__Requirement__
The result should be every line in the material below containing the string "MatchedChain".

__Input for this task__
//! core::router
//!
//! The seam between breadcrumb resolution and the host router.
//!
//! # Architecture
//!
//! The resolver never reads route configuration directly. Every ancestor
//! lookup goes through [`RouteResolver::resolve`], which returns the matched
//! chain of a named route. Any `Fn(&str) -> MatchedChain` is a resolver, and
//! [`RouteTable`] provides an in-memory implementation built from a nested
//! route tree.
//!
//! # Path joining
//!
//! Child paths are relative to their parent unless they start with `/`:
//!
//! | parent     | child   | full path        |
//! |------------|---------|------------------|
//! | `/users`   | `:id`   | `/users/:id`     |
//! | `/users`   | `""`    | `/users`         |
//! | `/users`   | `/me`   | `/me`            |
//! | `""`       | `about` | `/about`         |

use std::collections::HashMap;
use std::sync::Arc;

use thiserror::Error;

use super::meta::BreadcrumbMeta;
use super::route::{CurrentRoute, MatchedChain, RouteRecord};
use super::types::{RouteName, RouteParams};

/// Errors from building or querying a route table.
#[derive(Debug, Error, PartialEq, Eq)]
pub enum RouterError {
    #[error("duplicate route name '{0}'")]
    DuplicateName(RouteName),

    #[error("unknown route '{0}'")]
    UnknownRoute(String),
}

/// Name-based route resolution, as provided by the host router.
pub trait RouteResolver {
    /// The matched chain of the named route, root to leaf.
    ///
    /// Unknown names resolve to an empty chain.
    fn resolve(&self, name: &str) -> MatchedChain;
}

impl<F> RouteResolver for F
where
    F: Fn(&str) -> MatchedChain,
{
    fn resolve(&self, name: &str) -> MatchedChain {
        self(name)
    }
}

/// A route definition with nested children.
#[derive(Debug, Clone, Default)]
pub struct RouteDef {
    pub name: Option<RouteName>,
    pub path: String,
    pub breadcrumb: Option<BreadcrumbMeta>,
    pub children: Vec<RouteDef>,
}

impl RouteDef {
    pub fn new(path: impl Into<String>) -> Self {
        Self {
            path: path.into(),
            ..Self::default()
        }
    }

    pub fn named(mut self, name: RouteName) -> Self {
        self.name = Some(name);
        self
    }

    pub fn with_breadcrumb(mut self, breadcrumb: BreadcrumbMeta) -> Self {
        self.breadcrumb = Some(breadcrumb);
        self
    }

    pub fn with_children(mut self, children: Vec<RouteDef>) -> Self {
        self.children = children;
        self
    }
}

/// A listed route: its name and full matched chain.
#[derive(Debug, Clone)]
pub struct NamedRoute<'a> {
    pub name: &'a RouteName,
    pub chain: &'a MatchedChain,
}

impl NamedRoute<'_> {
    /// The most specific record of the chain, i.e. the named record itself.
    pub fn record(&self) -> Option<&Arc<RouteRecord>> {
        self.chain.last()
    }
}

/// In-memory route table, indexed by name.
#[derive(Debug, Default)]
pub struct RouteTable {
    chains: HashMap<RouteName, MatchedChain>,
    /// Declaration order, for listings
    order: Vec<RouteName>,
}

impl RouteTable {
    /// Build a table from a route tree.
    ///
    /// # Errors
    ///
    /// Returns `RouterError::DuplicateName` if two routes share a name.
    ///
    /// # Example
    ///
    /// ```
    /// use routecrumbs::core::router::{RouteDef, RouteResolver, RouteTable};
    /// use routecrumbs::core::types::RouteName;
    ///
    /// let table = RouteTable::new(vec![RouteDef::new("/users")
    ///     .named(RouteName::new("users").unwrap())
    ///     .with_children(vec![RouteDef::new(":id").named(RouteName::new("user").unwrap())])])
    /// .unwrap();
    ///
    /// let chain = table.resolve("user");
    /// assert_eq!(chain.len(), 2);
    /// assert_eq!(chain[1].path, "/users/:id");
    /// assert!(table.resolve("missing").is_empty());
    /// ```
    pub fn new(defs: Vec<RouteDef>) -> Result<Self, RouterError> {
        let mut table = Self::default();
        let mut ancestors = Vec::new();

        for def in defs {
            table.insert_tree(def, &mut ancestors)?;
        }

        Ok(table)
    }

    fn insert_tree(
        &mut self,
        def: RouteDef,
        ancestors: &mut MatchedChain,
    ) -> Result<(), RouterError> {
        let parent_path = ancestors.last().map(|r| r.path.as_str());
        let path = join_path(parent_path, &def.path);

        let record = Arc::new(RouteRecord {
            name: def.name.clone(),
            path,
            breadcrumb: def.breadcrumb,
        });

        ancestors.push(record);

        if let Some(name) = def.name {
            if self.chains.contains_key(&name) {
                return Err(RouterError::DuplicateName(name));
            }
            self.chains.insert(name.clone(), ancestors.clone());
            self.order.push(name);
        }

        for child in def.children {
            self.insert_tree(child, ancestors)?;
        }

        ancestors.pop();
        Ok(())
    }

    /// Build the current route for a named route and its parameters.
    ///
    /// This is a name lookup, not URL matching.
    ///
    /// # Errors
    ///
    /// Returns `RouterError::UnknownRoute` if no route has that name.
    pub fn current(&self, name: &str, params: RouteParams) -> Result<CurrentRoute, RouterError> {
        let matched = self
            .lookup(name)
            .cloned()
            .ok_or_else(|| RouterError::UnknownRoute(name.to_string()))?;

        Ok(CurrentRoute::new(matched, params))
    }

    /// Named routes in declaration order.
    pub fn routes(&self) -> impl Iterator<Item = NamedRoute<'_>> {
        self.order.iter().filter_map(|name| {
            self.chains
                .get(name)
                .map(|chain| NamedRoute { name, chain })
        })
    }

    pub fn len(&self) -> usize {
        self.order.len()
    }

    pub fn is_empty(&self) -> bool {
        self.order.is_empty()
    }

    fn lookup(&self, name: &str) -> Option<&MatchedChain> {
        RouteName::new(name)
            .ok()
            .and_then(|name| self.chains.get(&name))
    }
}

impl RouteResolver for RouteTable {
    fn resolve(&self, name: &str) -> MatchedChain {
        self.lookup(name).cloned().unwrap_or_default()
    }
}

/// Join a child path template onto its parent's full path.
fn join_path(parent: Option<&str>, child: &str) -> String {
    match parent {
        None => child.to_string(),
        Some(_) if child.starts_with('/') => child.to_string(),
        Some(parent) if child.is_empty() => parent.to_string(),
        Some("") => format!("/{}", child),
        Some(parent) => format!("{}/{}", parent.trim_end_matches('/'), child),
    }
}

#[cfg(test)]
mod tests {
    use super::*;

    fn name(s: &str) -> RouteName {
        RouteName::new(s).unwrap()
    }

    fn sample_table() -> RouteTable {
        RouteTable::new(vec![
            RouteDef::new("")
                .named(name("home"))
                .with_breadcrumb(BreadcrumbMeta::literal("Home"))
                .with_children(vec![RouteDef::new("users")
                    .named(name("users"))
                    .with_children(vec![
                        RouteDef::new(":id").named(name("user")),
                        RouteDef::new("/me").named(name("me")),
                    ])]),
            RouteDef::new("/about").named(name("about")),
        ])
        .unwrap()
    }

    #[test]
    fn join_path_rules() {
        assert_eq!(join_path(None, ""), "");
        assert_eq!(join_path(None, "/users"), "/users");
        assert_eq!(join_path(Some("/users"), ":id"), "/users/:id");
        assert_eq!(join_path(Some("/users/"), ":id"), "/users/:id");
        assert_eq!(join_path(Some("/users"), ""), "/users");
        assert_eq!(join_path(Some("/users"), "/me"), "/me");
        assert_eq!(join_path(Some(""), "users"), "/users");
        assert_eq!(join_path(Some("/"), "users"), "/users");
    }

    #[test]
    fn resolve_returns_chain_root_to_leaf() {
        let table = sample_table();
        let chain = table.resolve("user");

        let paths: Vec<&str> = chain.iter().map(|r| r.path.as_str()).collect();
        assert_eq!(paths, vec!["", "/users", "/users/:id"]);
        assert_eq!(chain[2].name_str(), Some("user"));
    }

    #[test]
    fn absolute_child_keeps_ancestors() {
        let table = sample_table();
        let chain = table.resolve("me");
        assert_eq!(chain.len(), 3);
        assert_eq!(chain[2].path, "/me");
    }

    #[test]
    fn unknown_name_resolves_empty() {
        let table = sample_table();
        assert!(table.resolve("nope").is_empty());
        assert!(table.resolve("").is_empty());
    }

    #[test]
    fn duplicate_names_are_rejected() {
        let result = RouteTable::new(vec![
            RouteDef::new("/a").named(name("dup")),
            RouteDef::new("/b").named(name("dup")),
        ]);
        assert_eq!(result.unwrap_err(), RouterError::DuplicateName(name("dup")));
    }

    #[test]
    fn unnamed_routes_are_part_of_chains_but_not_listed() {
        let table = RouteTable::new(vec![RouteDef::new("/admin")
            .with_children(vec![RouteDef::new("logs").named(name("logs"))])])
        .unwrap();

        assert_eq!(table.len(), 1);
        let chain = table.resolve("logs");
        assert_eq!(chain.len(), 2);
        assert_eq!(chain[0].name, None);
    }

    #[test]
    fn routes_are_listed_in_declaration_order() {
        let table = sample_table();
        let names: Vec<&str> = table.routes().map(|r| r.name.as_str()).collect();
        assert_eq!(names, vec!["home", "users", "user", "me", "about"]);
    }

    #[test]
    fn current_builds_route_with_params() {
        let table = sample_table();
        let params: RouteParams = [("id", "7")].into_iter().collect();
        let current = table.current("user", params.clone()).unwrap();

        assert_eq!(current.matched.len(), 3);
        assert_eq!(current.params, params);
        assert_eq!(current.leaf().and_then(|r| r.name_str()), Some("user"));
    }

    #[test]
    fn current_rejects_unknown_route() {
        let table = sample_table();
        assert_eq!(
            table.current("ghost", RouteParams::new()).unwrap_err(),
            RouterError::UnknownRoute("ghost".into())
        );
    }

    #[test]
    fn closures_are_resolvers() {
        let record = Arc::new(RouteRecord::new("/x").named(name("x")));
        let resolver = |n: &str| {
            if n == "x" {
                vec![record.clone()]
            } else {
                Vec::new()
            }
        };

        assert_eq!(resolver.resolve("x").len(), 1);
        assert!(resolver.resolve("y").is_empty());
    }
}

__Response to the task__
//! chain of a named route. Any `Fn(&str) -> MatchedChain` is a resolver, and
use super::route::{CurrentRoute, MatchedChain, RouteRecord};
    fn resolve(&self, name: &str) -> MatchedChain;
    F: Fn(&str) -> MatchedChain,
    fn resolve(&self, name: &str) -> MatchedChain {
    pub chain: &'a MatchedChain,
    chains: HashMap<RouteName, MatchedChain>,
        ancestors: &mut MatchedChain,
    fn lookup(&self, name: &str) -> Option<&MatchedChain> {
    fn resolve(&self, name: &str) -> MatchedChain {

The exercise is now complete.